Murányis Worte ernten tosenden Applaus und „Hoch lebe die heilige ungarische Heimat!"-Rufe. Schließlich marschieren die Gardisten im Gleichschritt ab. Allmählich löst sich auch die Schar der Roma auf. Unter ihnen ist der Präsident der Stiftung für die Bürgerrechte der Roma, Aladár Horváth. Er erklärt, dass Hunderttausende minder qualifizierte Roma als Folge des postkommunistischen Transformationsprozesses arbeitslos geworden seien.
„Diese Menschen leben heute in Armut, Elend und sozialer Ausgrenzung". Einige von ihnen suchten ihr Heil in der Kriminalität. Und gerade dies werde von der Ungarischen Garde ausgeschlachtet. Ja, die „neofaschistischen Gardisten" gingen sogar so weit zu behaupten, dass die Kriminalität unter den Roma genetisch bedingt sei. Neben den Roma habe die Ungarische Garde aber noch drei weitere Feindbilder: die Juden als „Lenker der Globalisierung", die Kommunisten, gleichzusetzen mit der Regierung, und die Homosexuellen, sagt Horváth.
SS-ähnliche Uniformen
Gábor Vona, Garde-Gründer und Vorsitzender von Jobbik, stellt im „Presse"-Gespräch die Gardisten in rosigem Licht dar. Die Ungarische Garde rekrutiere sich aus „wertvollen Menschen", die durchwegs „soziale, karitative und gemeinnützige Aufgaben" versähen, sagt Vona. Außerdem widme sie sich der „Traditionspflege". Von daher rühre auch die Uniform der Gardisten. Schwarze Hose und weißes Hemd habe auch der „arme, aufrechte Bauernjüngling aus der ungarischen Überlieferung getragen", erklärt Vona.
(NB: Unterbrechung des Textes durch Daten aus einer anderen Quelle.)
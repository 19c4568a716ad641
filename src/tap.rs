//! Table Access Protocol client.
//!
//! Records are fetched with synchronous ADQL queries, one page at a time,
//! ordered by modification date. A failed page fetch is retried forever:
//! callers must be prepared for [`TapRecordStream::next`] to block under a
//! persistent outage.

use std::collections::VecDeque;
use std::time::Duration;

use async_trait::async_trait;
use chrono::NaiveDateTime;
use reqwest::Url;
use thiserror::Error;
use tracing::{debug, warn};

use crate::models::RawValue;
use crate::votable::{parse_votable, TapRecord, VoTable, VoTableError};

pub const DEFAULT_FORMAT: &str = "votable/td";

#[derive(Debug, Error)]
pub enum TapError {
    #[error("invalid TAP service URL \"{0}\"")]
    InvalidUrl(String),
    #[error("TAP request failed: {0}")]
    Transport(String),
    #[error("TAP service returned HTTP {status}: {body}")]
    Status { status: u16, body: String },
    #[error(transparent)]
    VoTable(#[from] VoTableError),
}

/// Something that can run an ADQL query and return a decoded table.
#[async_trait]
pub trait QueryRunner: Send + Sync {
    async fn run_query(&self, adql: &str) -> Result<VoTable, TapError>;
}

/// Client for the synchronous endpoint of a TAP service.
#[derive(Debug, Clone)]
pub struct TapClient {
    client: reqwest::Client,
    sync_url: Url,
    format: String,
}

impl TapClient {
    pub fn new(client: reqwest::Client, service_url: &str) -> Result<Self, TapError> {
        let base = service_url.trim_end_matches('/');
        let sync_url = Url::parse(&format!("{}/sync", base))
            .map_err(|_| TapError::InvalidUrl(service_url.to_string()))?;
        Ok(Self {
            client,
            sync_url,
            format: DEFAULT_FORMAT.to_string(),
        })
    }

    pub fn with_format(mut self, format: impl Into<String>) -> Self {
        self.format = format.into();
        self
    }

    /// Names and descriptions of the tables the service publishes.
    pub async fn list_tables(&self) -> Result<Vec<(String, Option<String>)>, TapError> {
        let table = self
            .run_query("SELECT table_name, description FROM TAP_SCHEMA.tables")
            .await?;
        Ok(table
            .rows
            .iter()
            .filter_map(|row| {
                let name = match row.get("table_name") {
                    Some(RawValue::Text(name)) => name.clone(),
                    _ => return None,
                };
                let description = match row.get("description") {
                    Some(RawValue::Text(d)) if !d.trim().is_empty() => Some(d.trim().to_string()),
                    _ => None,
                };
                Some((name, description))
            })
            .collect())
    }

    /// Column definitions of a table and its first row, if any.
    pub async fn sample(&self, table: &str) -> Result<(VoTable, Option<TapRecord>), TapError> {
        let mut result = self
            .run_query(&format!("SELECT TOP 1 * FROM {}", table))
            .await?;
        let first = if result.rows.is_empty() {
            None
        } else {
            Some(result.rows.remove(0))
        };
        Ok((result, first))
    }
}

#[async_trait]
impl QueryRunner for TapClient {
    async fn run_query(&self, adql: &str) -> Result<VoTable, TapError> {
        debug!(query = adql, "executing TAP query");
        let params = [
            ("REQUEST", "doQuery"),
            ("LANG", "ADQL"),
            ("FORMAT", self.format.as_str()),
            ("QUERY", adql),
        ];
        let response = self
            .client
            .post(self.sync_url.clone())
            .form(&params)
            .send()
            .await
            .map_err(|e| TapError::Transport(e.to_string()))?;
        let status = response.status();
        let body = response
            .bytes()
            .await
            .map_err(|e| TapError::Transport(e.to_string()))?;
        if !status.is_success() {
            return Err(TapError::Status {
                status: status.as_u16(),
                body: String::from_utf8_lossy(&body).to_string(),
            });
        }
        Ok(parse_votable(&body)?)
    }
}

/// ADQL for one page of records, oldest modification first.
pub fn page_query(
    table: &str,
    page_size: usize,
    offset: usize,
    since: Option<&NaiveDateTime>,
) -> String {
    let mut query = format!("SELECT TOP {} * FROM {}", page_size, table);
    if let Some(since) = since {
        query.push_str(&format!(
            " WHERE modification_date > '{}'",
            since.format("%Y-%m-%dT%H:%M:%S")
        ));
    }
    query.push_str(" ORDER BY modification_date");
    if offset > 0 {
        query.push_str(&format!(" OFFSET {}", offset));
    }
    query
}

/// Lazily paginated sequence of records from one table.
pub struct TapRecordStream<'a> {
    runner: &'a dyn QueryRunner,
    table: String,
    page_size: usize,
    since: Option<NaiveDateTime>,
    retry_delay: Duration,
    offset: usize,
    buffer: VecDeque<TapRecord>,
    exhausted: bool,
}

impl<'a> TapRecordStream<'a> {
    pub fn new(
        runner: &'a dyn QueryRunner,
        table: impl Into<String>,
        page_size: usize,
        since: Option<NaiveDateTime>,
        retry_delay: Duration,
    ) -> Self {
        Self {
            runner,
            table: table.into(),
            page_size: page_size.max(1),
            since,
            retry_delay,
            offset: 0,
            buffer: VecDeque::new(),
            exhausted: false,
        }
    }

    /// The next record, or `None` once the table is exhausted.
    pub async fn next(&mut self) -> Option<TapRecord> {
        if self.buffer.is_empty() && !self.exhausted {
            self.fetch_page().await;
        }
        self.buffer.pop_front()
    }

    async fn fetch_page(&mut self) {
        let query = page_query(
            &self.table,
            self.page_size,
            self.offset,
            self.since.as_ref(),
        );
        let table = loop {
            match self.runner.run_query(&query).await {
                Ok(table) => break table,
                Err(e) => {
                    warn!(
                        "Fetching records {}..{} of {} failed, retrying in {:?}: {}",
                        self.offset,
                        self.offset + self.page_size,
                        self.table,
                        self.retry_delay,
                        e
                    );
                    tokio::time::sleep(self.retry_delay).await;
                }
            }
        };
        let count = table.rows.len();
        debug!(table = %self.table, offset = self.offset, count, "fetched TAP page");
        self.offset += count;
        if count < self.page_size {
            self.exhausted = true;
        }
        self.buffer.extend(table.rows);
    }
}

#[cfg(test)]
mod tests {
    use super::*;
    use std::sync::Mutex;

    use chrono::NaiveDate;

    struct FakeRunner {
        pages: Mutex<VecDeque<Result<VoTable, TapError>>>,
        queries: Mutex<Vec<String>>,
    }

    impl FakeRunner {
        fn new(pages: Vec<Result<VoTable, TapError>>) -> Self {
            Self {
                pages: Mutex::new(pages.into()),
                queries: Mutex::new(Vec::new()),
            }
        }
    }

    #[async_trait]
    impl QueryRunner for FakeRunner {
        async fn run_query(&self, adql: &str) -> Result<VoTable, TapError> {
            self.queries.lock().unwrap().push(adql.to_string());
            self.pages
                .lock()
                .unwrap()
                .pop_front()
                .unwrap_or_else(|| Ok(VoTable::default()))
        }
    }

    fn page(ids: &[&str]) -> VoTable {
        VoTable {
            fields: Vec::new(),
            rows: ids
                .iter()
                .map(|id| TapRecord::from_pairs([("granule_uid", RawValue::Text(id.to_string()))]))
                .collect(),
        }
    }

    #[test]
    fn page_query_shape() {
        assert_eq!(
            page_query("lars.epn_core", 100, 0, None),
            "SELECT TOP 100 * FROM lars.epn_core ORDER BY modification_date"
        );
        let since = NaiveDate::from_ymd_opt(2021, 1, 2)
            .unwrap()
            .and_hms_opt(3, 4, 5)
            .unwrap();
        assert_eq!(
            page_query("t", 10, 20, Some(&since)),
            "SELECT TOP 10 * FROM t WHERE modification_date > '2021-01-02T03:04:05' \
             ORDER BY modification_date OFFSET 20"
        );
    }

    #[tokio::test]
    async fn stream_pages_lazily_and_retries_failures() {
        let runner = FakeRunner::new(vec![
            Ok(page(&["a", "b"])),
            Err(TapError::Transport("connection reset".into())),
            Ok(page(&["c"])),
        ]);
        let mut stream = TapRecordStream::new(&runner, "t", 2, None, Duration::ZERO);

        assert_eq!(stream.next().await.unwrap().label(), "a");
        assert_eq!(runner.queries.lock().unwrap().len(), 1);
        assert_eq!(stream.next().await.unwrap().label(), "b");
        assert_eq!(stream.next().await.unwrap().label(), "c");
        assert!(stream.next().await.is_none());

        let queries = runner.queries.lock().unwrap();
        assert_eq!(queries.len(), 3);
        assert!(queries[1].ends_with("OFFSET 2"));
        assert_eq!(queries[1], queries[2]);
    }

    #[tokio::test]
    async fn empty_table_ends_immediately() {
        let runner = FakeRunner::new(vec![Ok(page(&[]))]);
        let mut stream = TapRecordStream::new(&runner, "t", 5, None, Duration::ZERO);
        assert!(stream.next().await.is_none());
        assert!(stream.next().await.is_none());
        assert_eq!(runner.queries.lock().unwrap().len(), 1);
    }

    #[test]
    fn client_builds_sync_url() {
        let client = TapClient::new(reqwest::Client::new(), "http://dachs.example.org/tap/").unwrap();
        assert_eq!(client.sync_url.as_str(), "http://dachs.example.org/tap/sync");
        assert!(TapClient::new(reqwest::Client::new(), "not a url").is_err());
    }
}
Er widerspricht damit Vorwürfen, wonach die Adjustierung der Ungarischen Garde nach dem Muster der SS-Uniform entworfen worden sei. Die Garde sei dazu da, die am Boden liegende ungarische Nation aufzurichten. In naher Zukunft soll sie 4000 Mitglieder haben, hofft Vona. Für seine Partei Jobbik erwartet er sich bei den Wahlen 2010 zehn Prozent und damit den Sprung ins Parlament.
UNGARISCHE GARDE
■1300 Mitglieder zählt die Ungarische Garde. Sie wurde 2007 gegründet, ein Jahr nachdem der Zwist zwischen sozialdemokratischer Regierung und konservativer Opposition in Straßenschlachten ausgeartet war.
■Mutterorganisation der Garde ist die rechtsradikale Partei „Jobbik". Sie möchte 2010 ins Parlament einziehen.
■Feindbilder der Garde sind Roma und „Liberale". Kritiker werfen ihnen auch Antisemitismus vor. Die Uniformen der Garde erinnern an den Faschismus.